Wednesday, July 6, 2005

Abandonment Issues and Backyard Adventures

My mom has been too busy lately to help me write. She really needs to make more time for me, Lord of the Manor. How dare she devote time to other things? Anyway, I'm baaack.

A couple of weeks ago mom and dad drove away and they were gone for a really long time. Mom at least had the foresight to send her human boy, Michael, to stay with us. The first night, I refused to sleep in the bed with him, but by the 2nd night, I relented, as I was starting to feel quite lonely. I missed my mommy, what can I say?

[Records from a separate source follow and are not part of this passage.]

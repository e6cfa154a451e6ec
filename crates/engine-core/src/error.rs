use connectors::error::{ClientError, FailureKind};
use model::search::query::QueryError;
use thiserror::Error;

/// Failures surfaced by the pager from `start` or `next`.
///
/// Nothing here is retried by the pager itself; the caller decides.
#[derive(Error, Debug)]
pub enum PagingError {
    /// The query was rejected before any request went out.
    #[error("Invalid query: {0}")]
    InvalidQuery(#[from] QueryError),

    /// The server could not be reached or failed to answer.
    #[error("Failed to reach the search server: {source}")]
    Connectivity {
        #[source]
        source: ClientError,
    },

    /// The server answered with something the paging contract does not allow.
    #[error("Unexpected response from the search server: {0}")]
    Protocol(String),

    /// Cursor paging is not possible for this query as configured, typically
    /// because the sort does not end on the unique key field.
    #[error("Invalid paging configuration: {0}")]
    InvalidPagingConfig(String),
}

impl PagingError {
    /// Reclassifies a client failure into the pager's taxonomy.
    pub fn from_client(err: ClientError) -> Self {
        match err.kind() {
            FailureKind::InvalidPagingConfig => PagingError::InvalidPagingConfig(err.detail()),
            FailureKind::MalformedResponse => PagingError::Protocol(err.to_string()),
            FailureKind::Transport => PagingError::Connectivity { source: err },
        }
    }

    pub fn is_invalid_paging_config(&self) -> bool {
        matches!(self, PagingError::InvalidPagingConfig(_))
    }
}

The first night, “Spenser the Idiot” ate two toads. Michael had to call my mom on the phone because “the Idiot” began foaming at the mouth. Fortunately, the toads in our area are not toxic; they just taste really bad. Spenser either doesn't care or is too stupid to care. From that point on, our caretaker was forced to go on toad patrol before every potty break. I keep telling mom that Spenser needs to go live on a farm somewhere. He’s always on the prowl for rabbits, birds, and now TOADS. Yuk!

Finally, mom and dad returned. We ganged up on them and greeted them in that obnoxious way we have. We were so happy to see them that we didn’t let them know how angry we really were for abandoning us. Michael was a pretty good substitute, so it's all good.